Maybe in the next couple of quarters. One is to have a little bit more detail in your – when you issue your financial results. I mean, it just seems a little – a little bit of a lack of detail. So that’s number one.

And number two, the idea of doing things as Bernie suggested and what I asked you as far as just what’s going on out there, I know you haven’t done it historically, but lots of people in retail do and since you guys are sort of re-introducing yourselves out there to try and get some leverage and some growth in the community, maybe telling us what’s going on like other retailers do, balancing out when Easter’s late and things like that, is a little bit more appropriate going forward.

Joe Jefferies

Okay.

John Zaro – Bourgeon Capital

It would be a lot more helpful to all of us who are investors, as I’m sure it would be helpful to the analysts as well. And I know you haven’t done it historically, but A.C. Moore hasn’t done a lot of things historically and you guys are sort of the new fresh blood that are supposed to take us in a different direction. So just a…

Joe Jefferies

Yeah, John, we’ll certainly take that into consideration. And we’re also a little bit constrained given the process that the company is in. But I hear your comments.

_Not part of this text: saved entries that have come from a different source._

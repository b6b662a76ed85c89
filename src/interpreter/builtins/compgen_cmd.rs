//! compgen - Generate completion matches
//!
//! Usage:
//!   compgen -v [prefix]         - List variable names (optionally starting with prefix)
//!   compgen -A variable [prefix] - Same as -v
//!   compgen -A function [prefix] - List function names
//!   compgen -e [prefix]          - List exported variable names
//!   compgen -A builtin [prefix]  - List builtin command names
//!   compgen -A keyword [prefix]  - List shell keywords (alias: -k)
//!   compgen -A alias [prefix]    - List alias names
//!   compgen -A shopt [prefix]    - List shopt options
//!   compgen -A helptopic [prefix] - List help topics
//!   compgen -W wordlist [prefix]  - Generate from wordlist
//!   compgen -P prefix             - Prefix to add to completions
//!   compgen -S suffix             - Suffix to add to completions

use crate::interpreter::types::InterpreterState;

/// Result type for builtin commands
pub type BuiltinResult = (String, String, i32);

/// List of shell keywords (matches bash)
pub const SHELL_KEYWORDS: &[&str] = &[
    "!", "[[", "]]", "case", "do", "done", "elif", "else", "esac", "fi",
    "for", "function", "if", "in", "then", "time", "until", "while", "{", "}",
];

/// List of shell builtins
pub const SHELL_BUILTINS: &[&str] = &[
    ".", ":", "[", "alias", "bg", "bind", "break", "builtin", "caller", "cd",
    "command", "compgen", "complete", "compopt", "continue", "declare", "dirs",
    "disown", "echo", "enable", "eval", "exec", "exit", "export", "false", "fc",
    "fg", "getopts", "hash", "help", "history", "jobs", "kill", "let", "local",
    "logout", "mapfile", "popd", "printf", "pushd", "pwd", "read", "readarray",
    "readonly", "return", "set", "shift", "shopt", "source", "suspend", "test",
    "times", "trap", "true", "type", "typeset", "ulimit", "umask", "unalias",
    "unset", "wait",
];

/// List of shopt options
pub const SHOPT_OPTIONS: &[&str] = &[
    "autocd", "assoc_expand_once", "cdable_vars", "cdspell", "checkhash",
    "checkjobs", "checkwinsize", "cmdhist", "compat31", "compat32", "compat40",
    "compat41", "compat42", "compat43", "compat44", "complete_fullquote",
    "direxpand", "dirspell", "dotglob", "execfail", "expand_aliases", "extdebug",
    "extglob", "extquote", "failglob", "force_fignore", "globasciiranges",
    "globstar", "gnu_errfmt", "histappend", "histreedit", "histverify",
    "hostcomplete", "huponexit", "inherit_errexit", "interactive_comments",
    "lastpipe", "lithist", "localvar_inherit", "localvar_unset", "login_shell",
    "mailwarn", "no_empty_cmd_completion", "nocaseglob", "nocasematch", "nullglob",
    "progcomp", "progcomp_alias", "promptvars", "restricted_shell", "shift_verbose",
    "sourcepath", "xpg_echo",
];

/// Valid action types for -A option
const VALID_ACTIONS: &[&str] = &[
    "alias", "arrayvar", "binding", "builtin", "command", "directory", "disabled",
    "enabled", "export", "file", "function", "group", "helptopic", "hostname",
    "job", "keyword", "running", "service", "setopt", "shopt", "signal",
    "stopped", "user", "variable",
];

/// Handle the `compgen` builtin command.
///
/// Note: This implementation handles the simpler cases. File/directory completions
/// and command execution (-C, -F) require runtime dependencies.
pub fn handle_compgen(state: &mut InterpreterState, args: &[String]) -> BuiltinResult {
    // Parse options
    let mut action_types: Vec<String> = Vec::new();
    let mut wordlist: Option<String> = None;
    let mut prefix = String::new();
    let mut suffix = String::new();
    let mut search_prefix: Option<String> = None;
    let mut exclude_pattern: Option<String> = None;
    let mut processed_args: Vec<String> = Vec::new();

    let mut i = 0;
    while i < args.len() {
        let arg = &args[i];

        if arg == "-v" {
            action_types.push("variable".to_string());
        } else if arg == "-e" {
            action_types.push("export".to_string());
        } else if arg == "-f" {
            action_types.push("file".to_string());
        } else if arg == "-d" {
            action_types.push("directory".to_string());
        } else if arg == "-k" {
            action_types.push("keyword".to_string());
        } else if arg == "-A" {
            i += 1;
            if i >= args.len() {
                return (String::new(), "compgen: -A: option requires an argument\n".to_string(), 2);
            }
            let action_type = &args[i];
            if !VALID_ACTIONS.contains(&action_type.as_str()) {
                return (String::new(), format!("compgen: {}: invalid action name\n", action_type), 2);
            }
            action_types.push(action_type.clone());
        } else if arg == "-W" {
            i += 1;
            if i >= args.len() {
                return (String::new(), "compgen: -W: option requires an argument\n".to_string(), 2);
            }
            wordlist = Some(args[i].clone());
        } else if arg == "-P" {
            i += 1;
            if i >= args.len() {
                return (String::new(), "compgen: -P: option requires an argument\n".to_string(), 2);
            }
            prefix = args[i].clone();
        } else if arg == "-S" {
            i += 1;
            if i >= args.len() {
                return (String::new(), "compgen: -S: option requires an argument\n".to_string(), 2);
            }
            suffix = args[i].clone();
        } else if arg == "-X" {
            i += 1;
            if i >= args.len() {
                return (String::new(), "compgen: -X: option requires an argument\n".to_string(), 2);
            }
            exclude_pattern = Some(args[i].clone());
        } else if arg == "-o" {
            i += 1;
            if i >= args.len() {
                return (String::new(), "compgen: -o: option requires an argument\n".to_string(), 2);
            }
            let opt = &args[i];
            // Validate option
            let valid_opts = ["plusdirs", "dirnames", "default", "filenames", "nospace", "bashdefault", "noquote"];
            if !valid_opts.contains(&opt.as_str()) {
                return (String::new(), format!("compgen: {}: invalid option name\n", opt), 2);
            }
            // These options are mostly for display, not generation
        } else if arg == "-F" || arg == "-C" || arg == "-G" {
            // These require runtime dependencies, skip the argument
            i += 1;
            if i >= args.len() {
                return (String::new(), format!("compgen: {}: option requires an argument\n", arg), 2);
            }
            // Skip - not implemented
        } else if arg == "--" {
            processed_args.extend(args[i + 1..].iter().cloned());
            break;
        } else if !arg.starts_with('-') {
            processed_args.push(arg.clone());
        }
        i += 1;
    }

    // The search prefix is the first non-option argument
    search_prefix = processed_args.first().cloned();

    // Collect completions
    let mut completions: Vec<String> = Vec::new();

    // Handle action types
    for action_type in &action_types {
        match action_type.as_str() {
            "variable" => {
                completions.extend(get_variable_names(state, search_prefix.as_deref()));
            }
            "export" => {
                completions.extend(get_exported_variable_names(state, search_prefix.as_deref()));
            }
            "function" => {
                completions.extend(get_function_names(state, search_prefix.as_deref()));
            }
            "builtin" => {
                completions.extend(get_builtin_names(search_prefix.as_deref()));
            }
            "keyword" => {
                completions.extend(get_keyword_names(search_prefix.as_deref()));
            }
            "alias" => {
                completions.extend(get_alias_names(state, search_prefix.as_deref()));
            }
            "shopt" => {
                completions.extend(get_shopt_names(search_prefix.as_deref()));
            }
            "helptopic" => {
                completions.extend(get_help_topic_names(search_prefix.as_deref()));
            }
            "file" | "directory" | "command" | "user" => {
                // These require filesystem access - not implemented
            }
            _ => {}
        }
    }

    // Handle wordlist
    if let Some(ref wl) = wordlist {
        let words = split_wordlist(state, wl);
        for word in words {
            if search_prefix.is_none() || word.starts_with(search_prefix.as_ref().unwrap()) {
                completions.push(word);
            }
        }
    }

    // Apply -X filter
    if let Some(ref pattern) = exclude_pattern {
        let is_negated = pattern.starts_with('!');
        let pat = if is_negated { &pattern[1..] } else { pattern.as_str() };

        completions.retain(|c| {
            let matches = simple_pattern_match(c, pat);
            if is_negated { matches } else { !matches }
        });
    }

    // If no completions found and we had a search prefix, return exit code 1
    if completions.is_empty() && search_prefix.is_some() {
        return (String::new(), String::new(), 1);
    }

    // Apply prefix/suffix and output
    let output: String = completions
        .iter()
        .map(|c| format!("{}{}{}", prefix, c, suffix))
        .collect::<Vec<_>>()
        .join("\n");

    let output = if output.is_empty() { output } else { format!("{}\n", output) };
    (output, String::new(), 0)
}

John Zaro – Bourgeon Capital

Right. But – and again, that was the reason why I said it shouldn’t really take that long for you guys to decide one way or another on the other things because – one way or another it constrains you. Whether it’s talking to us or deciding what you’re going to do moving forward.

Joe Jefferies

I appreciate it, John. Thank you.

Operator

We have no other questions in the queue at this time.

Joe Jefferies

Okay. Well, if there’s no additional calls, I’d like to close by saying that our management team here at the support center, we appreciate all the efforts of our corporate associates and our store teams. All of them who are working very hard and committed to improving our performance and making a difference every day, not just for our company, but for our customers, which is really what this is all about.

We thank you for joining us today and for your continued interest in A.C. Moore. Have a great morning. Thank you very much.

Operator

That does conclude today’s conference. Thank you all for your participation.